As most back pain has come to be regarded as mechanical and related to function, back motion studies have been central in the search for functional biomarkers [5, 6, 7, 8, 9]. Here, intervertebral motion data provide more intrinsic information than surface studies and data from fluoroscopic sequences have been found to differentiate groups of patients with chronic nonspecific low back pain (CNSLBP) from healthy controls by virtue of the patterns of segmental motion [10, 11]. Discriminating variables have been identified as intervertebral laxity (measured as the rate of displacement of a vertebra from its neutral position) and the motion sharing inequality and variability during passive flexion (MSI and MSV) [10, 11, 12].
Laxity denotes a loss of restraint in the mid-range [13]. It is an indicator of increased neutral zone length and may or may not be accompanied by increased range of intervertebral motion [14]. Motion sharing inequality (MSI) means an increased average difference between the segment that accepts the least proportion of the motion during the bending sequence and that which accepts the most [11]. This may be caused by stiffness at one or more levels, with or without hypermobility and/or mid-range laxity at others.
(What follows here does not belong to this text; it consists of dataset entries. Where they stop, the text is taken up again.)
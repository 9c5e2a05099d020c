//! Scheduling contexts for effect execution.
//!
//! A [`Scheduler`] is the opaque handle identifying where effect tasks run
//! and where their completions are delivered. Reducers treat it as a token
//! carried in their environment; only the store calls into it.

use futures::future::BoxFuture;
use std::fmt;
use std::sync::Arc;
use tokio::task::AbortHandle;

/// Executor seam for effect tasks. Implementations decide where the task
/// runs and must return a handle through which it can be aborted.
pub trait Spawn: Send + Sync {
    fn spawn(&self, task: BoxFuture<'static, ()>) -> TaskHandle;
}

/// Opaque, cheaply-cloneable scheduling context.
///
/// The two built-in flavors cover production and tests:
///
/// - [`Scheduler::tokio`] spawns onto the ambient tokio runtime and supports
///   abort-based cancellation.
/// - [`Scheduler::immediate`] runs each task to completion on the caller's
///   thread, making effect delivery deterministic for tests whose fakes
///   return ready futures.
#[derive(Clone)]
pub struct Scheduler {
    spawner: Arc<dyn Spawn>,
}

impl Scheduler {
    /// Schedule tasks on the current tokio runtime.
    pub fn tokio() -> Self {
        Scheduler {
            spawner: Arc::new(TokioSpawner),
        }
    }

    /// Run each task synchronously, to completion, at spawn time.
    pub fn immediate() -> Self {
        Scheduler {
            spawner: Arc::new(ImmediateSpawner),
        }
    }

    /// Wrap a custom executor.
    pub fn from_spawner(spawner: Arc<dyn Spawn>) -> Self {
        Scheduler { spawner }
    }

    pub(crate) fn spawn(&self, task: BoxFuture<'static, ()>) -> TaskHandle {
        self.spawner.spawn(task)
    }
}

impl fmt::Debug for Scheduler {
    fn fmt(&self, f: &mut fmt::Formatter<'_>) -> fmt::Result {
        f.write_str("Scheduler")
    }
}

/// Handle to a scheduled effect task. Cancelling is best-effort: a task that
/// already completed has nothing left to abort.
pub struct TaskHandle {
    abort: Option<AbortHandle>,
}

impl TaskHandle {
    /// Handle for a task that cannot be aborted (already completed, or the
    /// executor offers no cancellation).
    pub fn detached() -> Self {
        TaskHandle { abort: None }
    }

    /// Handle backed by a tokio [`AbortHandle`].
    pub fn abortable(handle: AbortHandle) -> Self {
        TaskHandle {
            abort: Some(handle),
        }
    }

    /// Abort the underlying task if it is still running.
    pub fn cancel(&self) {
        if let Some(abort) = &self.abort {
            abort.abort();
        }
    }
}

/// Environments that carry a scheduling context. The store reaches through
/// this seam to execute the effects its reducer returns.
pub trait HasScheduler {
    fn scheduler(&self) -> &Scheduler;
}

struct TokioSpawner;

impl Spawn for TokioSpawner {
    fn spawn(&self, task: BoxFuture<'static, ()>) -> TaskHandle {
        let handle = tokio::spawn(task);
        TaskHandle::abortable(handle.abort_handle())
    }
}

struct ImmediateSpawner;

impl Spawn for ImmediateSpawner {
    fn spawn(&self, task: BoxFuture<'static, ()>) -> TaskHandle {
        futures::executor::block_on(task);
        TaskHandle::detached()
    }
}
Motion sharing variability (MSV), on the other hand, refers to erratic motion of individual vertebrae during the sequence [11]. (The numerical derivations of MSI and MSV are described in “Methods” and Supplementary material.) Recent studies using MSI and MSV [11] have tended to support relationships between CNSLBP and the integrated dynamic function of spinal motion segments hypothesised in the 1990s [13, 15]. Sagittal translation (or sliding as opposed to tilting motion) is typically also measured when instability is suspected—especially in patients with spondylolisthesis, but there is little evidence that it plays a role in CNSLBP [16].
Studies that measure multi-segmental continuous motion distribution in vivo are rare, it being traditional to measure motion individually at single levels quasi-statically, either using finite element (FE) modelling or laboratory specimens [17, 18]. However, in vivo individualised, dynamic, multi-segmental studies are needed for the clinical validation of both laboratory and FE modelling outputs and to investigate relationships between spinal mechanics and clinical outcomes [19, 20, 21].
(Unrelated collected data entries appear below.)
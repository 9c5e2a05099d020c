//! The live store: owns state, applies the reducer, runs effects.
//!
//! This is the imperative shell around the pure reducer core. A store
//! processes actions one at a time; the reducer invocation itself is fully
//! synchronous, and all suspension happens in spawned effect tasks strictly
//! after the reducer returns. Effect completions re-enter the same
//! single-action-at-a-time entry point through a channel, so state mutation
//! is never subject to data races.

use crate::core::Reducer;
use crate::effects::{CancelId, Effect, EffectTask, HasScheduler, Step, TaskHandle};
use futures::FutureExt;
use std::collections::{HashMap, HashSet};
use std::fmt;
use tokio::sync::mpsc;
use uuid::Uuid;

struct TaskEntry {
    cancel_id: Option<CancelId>,
    handle: TaskHandle,
}

struct Completion<A> {
    task: Uuid,
    action: Option<A>,
}

/// Holds the current state for one feature instance, applies the reducer to
/// each incoming action, schedules the resulting effects on the
/// environment's scheduler, and feeds their output actions back in.
pub struct Store<S, A, E> {
    state: S,
    reducer: Reducer<S, A, E>,
    environment: E,
    completions_tx: mpsc::UnboundedSender<Completion<A>>,
    completions_rx: mpsc::UnboundedReceiver<Completion<A>>,
    in_flight: HashMap<Uuid, TaskEntry>,
    by_cancel_id: HashMap<CancelId, HashSet<Uuid>>,
}

impl<S, A, E> Store<S, A, E>
where
    S: 'static,
    A: fmt::Debug + Send + 'static,
    E: HasScheduler + 'static,
{
    pub fn new(initial_state: S, reducer: Reducer<S, A, E>, environment: E) -> Self {
        let (completions_tx, completions_rx) = mpsc::unbounded_channel();
        Store {
            state: initial_state,
            reducer,
            environment,
            completions_tx,
            completions_rx,
            in_flight: HashMap::new(),
            by_cancel_id: HashMap::new(),
        }
    }

    pub fn state(&self) -> &S {
        &self.state
    }

    pub fn environment(&self) -> &E {
        &self.environment
    }

    /// Number of effect tasks spawned but not yet completed or cancelled.
    pub fn effects_in_flight(&self) -> usize {
        self.in_flight.len()
    }

    /// Apply the reducer to `action` synchronously, then schedule whatever
    /// effect it returned. Never blocks on effect execution.
    pub fn send(&mut self, action: A) {
        tracing::trace!(?action, "reducing action");
        let effect = self
            .reducer
            .reduce(&mut self.state, action, &self.environment);
        self.handle_effect(effect);
    }

    /// Deliver all already-completed effect outputs back into the reducer
    /// without awaiting. Returns the number of completions processed.
    pub fn pump(&mut self) -> usize {
        let mut delivered = 0;
        while let Ok(completion) = self.completions_rx.try_recv() {
            self.deliver(completion);
            delivered += 1;
        }
        delivered
    }

    /// Await the next effect completion and feed it through the reducer.
    /// Returns `false` immediately when nothing is in flight.
    pub async fn recv(&mut self) -> bool {
        if self.in_flight.is_empty() {
            return false;
        }
        match self.completions_rx.recv().await {
            Some(completion) => {
                self.deliver(completion);
                true
            }
            None => false,
        }
    }

    /// Process effect completions until no effects remain in flight.
    pub async fn run_until_idle(&mut self) {
        while self.recv().await {}
    }

    fn handle_effect(&mut self, effect: Effect<A>) {
        for step in effect.into_steps() {
            match step {
                Step::Task(task) => self.spawn(task),
                Step::Cancel(id) => self.cancel(&id),
            }
        }
    }

    fn spawn(&mut self, task: EffectTask<A>) {
        let task_id = Uuid::new_v4();
        let cancel_id = task.id.clone();
        tracing::debug!(%task_id, ?cancel_id, "spawning effect task");

        let completions = self.completions_tx.clone();
        let future = task.future;
        let handle = self.environment.scheduler().spawn(
            async move {
                let action = future.await;
                let _ = completions.send(Completion {
                    task: task_id,
                    action,
                });
            }
            .boxed(),
        );

        if let Some(id) = &cancel_id {
            self.by_cancel_id
                .entry(id.clone())
                .or_default()
                .insert(task_id);
        }
        self.in_flight.insert(task_id, TaskEntry { cancel_id, handle });
    }

    fn cancel(&mut self, id: &CancelId) {
        if let Some(tasks) = self.by_cancel_id.remove(id) {
            tracing::debug!(cancel_id = %id, count = tasks.len(), "cancelling effect tasks");
            for task_id in tasks {
                if let Some(entry) = self.in_flight.remove(&task_id) {
                    entry.handle.cancel();
                }
            }
        }
    }

    fn deliver(&mut self, completion: Completion<A>) {
        // A task cancelled after it finished may still have queued its
        // completion; the registry check drops the stale follow-up before it
        // can touch state.
        let Some(entry) = self.in_flight.remove(&completion.task) else {
            tracing::debug!(task_id = %completion.task, "discarding completion of cancelled task");
            return;
        };
        if let Some(cancel_id) = &entry.cancel_id {
            if let Some(tasks) = self.by_cancel_id.get_mut(cancel_id) {
                tasks.remove(&completion.task);
                if tasks.is_empty() {
                    self.by_cancel_id.remove(cancel_id);
                }
            }
        }
        if let Some(action) = completion.action {
            self.send(action);
        }
    }
}

#[cfg(test)]
mod tests {
    use super::*;
    use crate::effects::Scheduler;

    #[derive(Clone)]
    struct TestEnvironment {
        scheduler: Scheduler,
    }

    impl HasScheduler for TestEnvironment {
        fn scheduler(&self) -> &Scheduler {
            &self.scheduler
        }
    }

    #[derive(Clone, PartialEq, Debug, Default)]
    struct PingState {
        pings: u32,
        pongs: u32,
    }

    #[derive(Clone, PartialEq, Debug)]
    enum PingAction {
        Ping,
        Pong,
        Teardown,
    }

    const PING_REQUEST: CancelId = CancelId::from_static("ping-request");

    fn ping_reducer() -> Reducer<PingState, PingAction, TestEnvironment> {
        Reducer::new(|state: &mut PingState, action, _environment| match action {
            PingAction::Ping => {
                state.pings += 1;
                Effect::future(async { PingAction::Pong }).cancellable(PING_REQUEST)
            }
            PingAction::Pong => {
                state.pongs += 1;
                Effect::none()
            }
            PingAction::Teardown => Effect::cancel(PING_REQUEST),
        })
    }

    #[tokio::test]
    async fn send_applies_state_synchronously_and_defers_effects() {
        let mut store = Store::new(
            PingState::default(),
            ping_reducer(),
            TestEnvironment {
                scheduler: Scheduler::tokio(),
            },
        );

        store.send(PingAction::Ping);
        assert_eq!(store.state(), &PingState { pings: 1, pongs: 0 });
        assert_eq!(store.effects_in_flight(), 1);

        store.run_until_idle().await;
        assert_eq!(store.state(), &PingState { pings: 1, pongs: 1 });
        assert_eq!(store.effects_in_flight(), 0);
    }

    #[tokio::test]
    async fn cancel_aborts_in_flight_tasks() {
        let hang_reducer: Reducer<PingState, PingAction, TestEnvironment> =
            Reducer::new(|state: &mut PingState, action, _environment| match action {
                PingAction::Ping => {
                    state.pings += 1;
                    Effect::future(async {
                        futures::future::pending::<()>().await;
                        PingAction::Pong
                    })
                    .cancellable(PING_REQUEST)
                }
                PingAction::Pong => {
                    state.pongs += 1;
                    Effect::none()
                }
                PingAction::Teardown => Effect::cancel(PING_REQUEST),
            });

        let mut store = Store::new(
            PingState::default(),
            hang_reducer,
            TestEnvironment {
                scheduler: Scheduler::tokio(),
            },
        );

        store.send(PingAction::Ping);
        assert_eq!(store.effects_in_flight(), 1);

        store.send(PingAction::Teardown);
        assert_eq!(store.effects_in_flight(), 0);
        assert!(!store.recv().await);
        assert_eq!(store.state(), &PingState { pings: 1, pongs: 0 });
    }

    #[tokio::test]
    async fn completion_racing_a_cancel_is_discarded() {
        // The immediate scheduler completes the task at spawn time, so its
        // completion is already queued when the teardown arrives. The
        // registry check must still drop it.
        let mut store = Store::new(
            PingState::default(),
            ping_reducer(),
            TestEnvironment {
                scheduler: Scheduler::immediate(),
            },
        );

        store.send(PingAction::Ping);
        store.send(PingAction::Teardown);

        assert_eq!(store.pump(), 1);
        assert_eq!(store.state(), &PingState { pings: 1, pongs: 0 });
        assert_eq!(store.effects_in_flight(), 0);
    }

    #[tokio::test]
    async fn pump_delivers_ready_completions_in_order() {
        let mut store = Store::new(
            PingState::default(),
            ping_reducer(),
            TestEnvironment {
                scheduler: Scheduler::immediate(),
            },
        );

        store.send(PingAction::Ping);
        store.send(PingAction::Ping);
        assert_eq!(store.state().pongs, 0);

        assert_eq!(store.pump(), 2);
        assert_eq!(store.state(), &PingState { pings: 2, pongs: 2 });
    }
}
Although intervertebral laxity and motion co-ordination have been investigated in CNSLBP, they have never been measured in treatment-resistant populations whose back pain is thought to be substantially mechanical in nature, yet this is where such investigations are more likely to be requested. A recent study found that lumbar intervertebral motion sharing (L2–S1) was correlated with the overall degree of disc degeneration in patients with CNSLBP, but not in controls [11]. However, patients with structural defects such as spondylolisthesis, or a history of invasive therapeutic procedures, such as surgery, were excluded from these studies. As patients with treatment-resistant back pain are probably more likely to have received surgical or other invasive interventions, it is necessary to assess the intervertebral kinematics in this population.
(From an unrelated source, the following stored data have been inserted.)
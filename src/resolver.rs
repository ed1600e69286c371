use std::future::Future;
use std::sync::Arc;

use tracing::{debug, warn};

use crate::consts::EIP_1967_IMPLEMENTATION_SLOT;
use crate::errors::{Result, UpgradeError};
use crate::manager::ProxyManager;
use crate::read::ChainReader;
use crate::types::{LogicPointer, ProxyRecord, ResolutionPath};
use crate::utils::decode_slot_address;

/// A strategy for resolving the logic contract a proxy delegates to.
pub trait LogicResolver {
    fn resolve(
        &self,
        proxy: &ProxyRecord,
    ) -> impl Future<Output = Result<LogicPointer>> + Send;
}

/// Resolution through the proxy-management library's lookup. Convenient but
/// not authoritative: the library may answer from stale or
/// environment-mismatched deployment metadata.
pub struct MetadataResolver<P> {
    manager: Arc<P>,
}

impl<P> MetadataResolver<P> {
    pub fn new(manager: Arc<P>) -> Self {
        Self { manager }
    }
}

impl<P: ProxyManager + Send + Sync> LogicResolver for MetadataResolver<P> {
    async fn resolve(&self, proxy: &ProxyRecord) -> Result<LogicPointer> {
        let address = self.manager.resolve_logic_address(proxy.proxy_address).await?;
        debug!("library resolves {} -> {address}", proxy.proxy_address);
        Ok(LogicPointer { address, resolved_via: ResolutionPath::LibraryCall })
    }
}

/// Resolution by reading the EIP-1967 implementation slot off the proxy
/// account itself. Ground truth: this is the word the proxy dispatches on.
pub struct SlotResolver<C> {
    chain: Arc<C>,
}

impl<C> SlotResolver<C> {
    pub fn new(chain: Arc<C>) -> Self {
        Self { chain }
    }
}

impl<C: ChainReader + Send + Sync> LogicResolver for SlotResolver<C> {
    async fn resolve(&self, proxy: &ProxyRecord) -> Result<LogicPointer> {
        let word = self
            .chain
            .read_slot(proxy.proxy_address, *EIP_1967_IMPLEMENTATION_SLOT)
            .await?;
        let address = decode_slot_address(&word);
        debug!("implementation slot of {} -> {address}", proxy.proxy_address);
        Ok(LogicPointer { address, resolved_via: ResolutionPath::RawSlotRead })
    }
}

/// Runs both resolution paths and fails closed if they disagree.
///
/// Catches operator misconfiguration (wrong network, stale manifest) before
/// an upgrade is attempted against the wrong target. Neither value is ever
/// silently preferred.
pub struct CrossCheckingResolver<P, C> {
    library: MetadataResolver<P>,
    slot: SlotResolver<C>,
}

impl<P, C> CrossCheckingResolver<P, C> {
    pub fn new(manager: Arc<P>, chain: Arc<C>) -> Self {
        Self {
            library: MetadataResolver::new(manager),
            slot: SlotResolver::new(chain),
        }
    }
}

impl<P, C> LogicResolver for CrossCheckingResolver<P, C>
where
    P: ProxyManager + Send + Sync,
    C: ChainReader + Send + Sync,
{
    async fn resolve(&self, proxy: &ProxyRecord) -> Result<LogicPointer> {
        let (library, slot) =
            futures::try_join!(self.library.resolve(proxy), self.slot.resolve(proxy))?;
        if library.address != slot.address {
            warn!(
                "resolution mismatch for {}: library {} vs slot {}",
                proxy.proxy_address, library.address, slot.address
            );
            return Err(UpgradeError::ResolutionMismatch {
                proxy: proxy.proxy_address,
                library: library.address,
                slot: slot.address,
            });
        }
        Ok(LogicPointer {
            address: slot.address,
            resolved_via: ResolutionPath::CrossChecked,
        })
    }
}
The aim of the present study was to investigate the degree of intervertebral laxity, MSI, MSV and sagittal translation during passive recumbent lumbar flexion and return motion in the lumbar spines of CNSLBP patients whose pain had failed to respond to treatment. Patients who had bony defects, invasive treatments and conservative care were included in the study. The main hypothesis was that these patients would have greater evidence of aberrant lumbar motion than pain-free healthy controls and that patients with bony disruption or a history of spinal surgery would have greater intervertebral motion dysfunction than those without.